Can you really measure investment risk?
Risk is supposed to be a measure of the likelihood that an event less than expected will occur. For example, if you are flipping a coin and want the coin to land on heads, then the odds of that happening is 50%. The odds of flipping tails is also 50%. The risk involved, assuming that you want the coin to land on heads, is that it will land on tails instead. But, how do you measure the level of risk of your coin landing on heads. The answer may surprise you.
Dr. Yaron Brook, in his lecture “Investing: An Objective Approach“, tells us that there is no real way to measure risk – whether we are talking about coin flipping or investing in the stock market. In order to measure risk, we would need to focus only on the downside, because we are trying to measure more than just the probability of loss. We are trying to determine a “level” or “degree” of risk. However, risk is always measured by figuring in the downside as well as the upside.
Traditionally, the advice given to us by financial advisers tells us that you can measure risk by observing the “standard deviation from the mean”. A simple example of standard deviation can be found at Wikipedia’s entry for “standard deviation”:
As a simple example, consider average temperatures for cities. While the average for all cities may be 60°F, it’s helpful to understand that the range for cities near the coast is smaller than for cities inland, which clarifies that, while the average is similar, the chance for variation is greater inland than near the coast. So, an average of 60 occurs for one city with highs of 80°F and lows of 40°F, and also occurs for another city with highs of 65 and lows of 55. The standard deviation allows us to recognize that the average for city with the wider variation, and thus a higher standard deviation will not offer as reliable a prediction of temperature as the city with the smaller variation and lower standard deviation.

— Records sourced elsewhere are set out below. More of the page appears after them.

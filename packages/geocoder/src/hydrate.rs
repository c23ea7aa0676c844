//! CSV table hydration.
//!
//! Reads a CSV of addresses, resolves every row and writes the table back
//! with the resolved address columns added. A table with `postcode`,
//! `street` (or `street_nominative`) and `house_nr` columns is resolved
//! field by field; any other table must have a free-text address column.

use std::io::{Read, Write};

use stadfang_registry::ResolvedAddress;

use crate::{Geocoder, QueryError, structured::StructuredQuery};

/// Columns written for every row. Existing columns with these names are
/// overwritten in place, the rest are appended.
pub const OUTPUT_COLUMNS: [&str; 8] = [
    "municipality",
    "postcode",
    "street_nominative",
    "street_dative",
    "house_nr",
    "special_name",
    "lat",
    "lon",
];

/// Options for [`hydrate_csv`].
#[derive(Debug, Clone)]
pub struct HydrateOptions {
    /// Free-text address column, used when the table is not structured.
    pub column: String,
    /// Field delimiter of both input and output.
    pub delimiter: u8,
}

impl Default for HydrateOptions {
    fn default() -> Self {
        Self {
            column: "address".to_string(),
            delimiter: b',',
        }
    }
}

/// Row counts of a hydration run.
#[derive(Debug, Clone, Copy, PartialEq, Eq)]
pub struct HydrateSummary {
    pub rows: usize,
    pub resolved: usize,
}

/// Resolves the addresses of a CSV table and writes the hydrated table.
///
/// # Errors
///
/// Returns [`QueryError::MissingColumn`] if the table is neither
/// structured nor has the address column, [`QueryError::RaggedRow`] if a
/// row has more fields than the header, or a CSV/I/O error. Short rows
/// are padded.
pub fn hydrate_csv(
    geocoder: &Geocoder,
    reader: impl Read,
    writer: impl Write,
    options: &HydrateOptions,
) -> Result<HydrateSummary, QueryError> {
    let mut csv_reader = csv::ReaderBuilder::new()
        .delimiter(options.delimiter)
        .flexible(true)
        .from_reader(reader);

    let headers: Vec<String> = csv_reader.headers()?.iter().map(ToString::to_string).collect();
    let rows = csv_reader.records().collect::<Result<Vec<_>, _>>()?;

    if let Some(row) = rows.iter().find(|row| row.len() > headers.len()) {
        return Err(QueryError::RaggedRow {
            line: row.position().map_or(0, csv::Position::line),
            expected: headers.len(),
            actual: row.len(),
        });
    }

    let index_of = |name: &str| headers.iter().position(|h| h == name);
    let field = |row: &csv::StringRecord, i: usize| row.get(i).unwrap_or_default().to_string();

    let resolved = match (
        index_of("postcode"),
        index_of("street_nominative").or_else(|| index_of("street")),
        index_of("house_nr"),
    ) {
        (Some(postcode), Some(street), Some(house_nr)) => {
            log::info!("Hydrating {} structured rows", rows.len());
            let municipality = index_of("municipality");
            let queries: Vec<StructuredQuery> = rows
                .iter()
                .map(|row| StructuredQuery {
                    postcode: field(row, postcode),
                    street: field(row, street),
                    house_nr: field(row, house_nr),
                    municipality: municipality
                        .map(|i| field(row, i))
                        .filter(|m| !m.trim().is_empty()),
                })
                .collect();
            geocoder.resolve_structured(&queries)
        }
        _ => {
            let column = index_of(&options.column).ok_or_else(|| QueryError::MissingColumn {
                column: options.column.clone(),
            })?;
            log::info!("Hydrating {} rows from column {:?}", rows.len(), options.column);
            let texts: Vec<&str> = rows
                .iter()
                .map(|row| row.get(column).unwrap_or_default())
                .collect();
            geocoder.resolve_text(&texts)
        }
    };

    let mut output_headers = headers.clone();
    let positions: Vec<usize> = OUTPUT_COLUMNS
        .iter()
        .map(|name| {
            index_of(name).unwrap_or_else(|| {
                output_headers.push((*name).to_string());
                output_headers.len() - 1
            })
        })
        .collect();

    let mut csv_writer = csv::WriterBuilder::new()
        .delimiter(options.delimiter)
        .from_writer(writer);
    csv_writer.write_record(&output_headers)?;

    let mut summary = HydrateSummary {
        rows: rows.len(),
        resolved: 0,
    };

    for (row, address) in rows.iter().zip(&resolved) {
        let mut fields: Vec<String> = row.iter().map(ToString::to_string).collect();
        fields.resize(output_headers.len(), String::new());
        for (position, value) in positions.iter().zip(output_values(address)) {
            fields[*position] = value;
        }
        csv_writer.write_record(&fields)?;

        if address.is_resolved() {
            summary.resolved += 1;
        }
    }

    csv_writer.flush()?;

    log::info!(
        "Hydrated {} rows, {} resolved",
        summary.rows,
        summary.resolved
    );

    Ok(summary)
}

fn output_values(address: &ResolvedAddress) -> [String; 8] {
    let (lat, lon) = address
        .coordinates
        .map(|c| (c.lat.to_string(), c.lon.to_string()))
        .unwrap_or_default();

    [
        address.municipality.clone(),
        address.postcode.clone(),
        address.street_nominative.clone(),
        address.street_dative.clone(),
        address.house_nr.clone(),
        address.special_name.clone(),
        lat,
        lon,
    ]
}

#[cfg(test)]
mod tests {
    use super::*;
    use crate::tests::geocoder;

    fn hydrate(input: &str) -> Result<(String, HydrateSummary), QueryError> {
        let mut out = Vec::new();
        let summary = hydrate_csv(
            &geocoder(),
            input.as_bytes(),
            &mut out,
            &HydrateOptions::default(),
        )?;
        Ok((String::from_utf8(out).unwrap(), summary))
    }

    #[test]
    fn hydrates_text_column() {
        let (out, summary) = hydrate(
            "id,address\n\
             1,\"Laugavegur 22, 101 Reykjavík\"\n\
             2,Heimilisfang vantar\n",
        )
        .unwrap();

        assert_eq!(summary, HydrateSummary { rows: 2, resolved: 1 });

        let mut lines = out.lines();
        assert_eq!(
            lines.next(),
            Some(
                "id,address,municipality,postcode,street_nominative,street_dative,house_nr,\
                 special_name,lat,lon"
            )
        );
        assert_eq!(
            lines.next(),
            Some(
                "1,\"Laugavegur 22, 101 Reykjavík\",Reykjavík,101,Laugavegur,Laugavegi,22,,\
                 64.145,-21.93"
            )
        );
        assert_eq!(lines.next(), Some("2,Heimilisfang vantar,,,,,,,,"));
    }

    #[test]
    fn hydrates_structured_columns_in_place() {
        let (out, summary) = hydrate(
            "postcode,street,house_nr\n\
             112,Funafold,95\n\
             101,Laugavegi,11\n",
        )
        .unwrap();

        assert_eq!(summary.resolved, 2);

        let mut lines = out.lines();
        assert_eq!(
            lines.next(),
            Some(
                "postcode,street,house_nr,municipality,street_nominative,street_dative,\
                 special_name,lat,lon"
            )
        );
        assert_eq!(
            lines.next(),
            Some("112,Funafold,95,Reykjavík,Funafold,Funafold,,64.137,-21.79")
        );
        assert_eq!(
            lines.next(),
            Some("101,Laugavegi,11,Reykjavík,Laugavegur,Laugavegi,,64.146,-21.932")
        );
    }

    #[test]
    fn missing_address_column_is_an_error() {
        let err = hydrate("id,text\n1,Laugavegur 22\n").unwrap_err();
        assert!(matches!(err, QueryError::MissingColumn { column } if column == "address"));
    }

    #[test]
    fn short_rows_are_padded() {
        let (out, summary) = hydrate("id,address,note\n1,\"Funafold 95, 112\"\n").unwrap();
        assert_eq!(summary.resolved, 1);
        assert_eq!(
            out.lines().nth(1),
            Some("1,\"Funafold 95, 112\",,Reykjavík,112,Funafold,Funafold,95,,64.137,-21.79")
        );
    }

    #[test]
    fn rows_longer_than_header_are_rejected() {
        let err = hydrate(
            "id,address\n\
             1,\"Funafold 95, 112\"\n\
             2,\"Laugavegur 22, 101\",extra\n",
        )
        .unwrap_err();
        assert!(matches!(
            err,
            QueryError::RaggedRow {
                line: 3,
                expected: 2,
                actual: 3
            }
        ));
    }

    #[test]
    fn custom_column_and_delimiter() {
        let mut out = Vec::new();
        let options = HydrateOptions {
            column: "heimilisfang".to_string(),
            delimiter: b';',
        };
        let summary = hydrate_csv(
            &geocoder(),
            "heimilisfang\nFunafold 95, 112\n".as_bytes(),
            &mut out,
            &options,
        )
        .unwrap();
        assert_eq!(summary.resolved, 1);
        let out = String::from_utf8(out).unwrap();
        assert!(out.lines().nth(1).unwrap().contains(";Reykjavík;112;Funafold;Funafold;95;"));
    }
}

The problem with defining risk this way is two-fold:
1) When we measure risk as “standard deviation from the mean”, we will always get skewed results, because we are trying to measure both the upside (gains) as well as the downside (losses). To accurately measure risk, we would need to discount any positive result and focus completely on the negative. The problem is that there is not really a way isolate the upside from the downside.
2) The current risk model assumes an equal distribution. It assumes the “normal distribution” (i.e. equal distribution) of all financial instruments – which is not reality. Stocks are an excellent example of this. In the 1980s, you would likely not have guessed that Microsoft would have done as well as it did vs. every other company at that time in that industry. It didn’t do just a little bit better but much better. So Microsoft represents an “anomaly” according to the traditional theory – but it actually completely and totally contradicts traditional “theory.”
The current theory of risk really just discounts that people of more intelligence and better ability will do better in the marketplace. That “normal” distribution is just a nice way of saying “mediocre.” That everyone is mediocre or that everyone is the same, and that this is the standard by which everyone should be measured to assess the risk one ought to take with one’s money while investing.
…but not everyone is the same. Some companies have better management, better products, a better marketing department. Three companies in the same industry may have a different view on how to run the company, and this can (and usually does) affect the stock price of that company. One cannot determine the “normal” distribution if “normal” doesn’t really exists – and it doesn’t. Differences are what exist between people, between companies.
Asset allocation questionnaires are subjective
If you’ve ever met with a financial adviser or insurance agent, he or she likely asked you many different questions about your personal financial situation. But when it came time to give you advice about your investments, they more than likely asked you to fill out a questionnaire or they asked you a series of questions about investing.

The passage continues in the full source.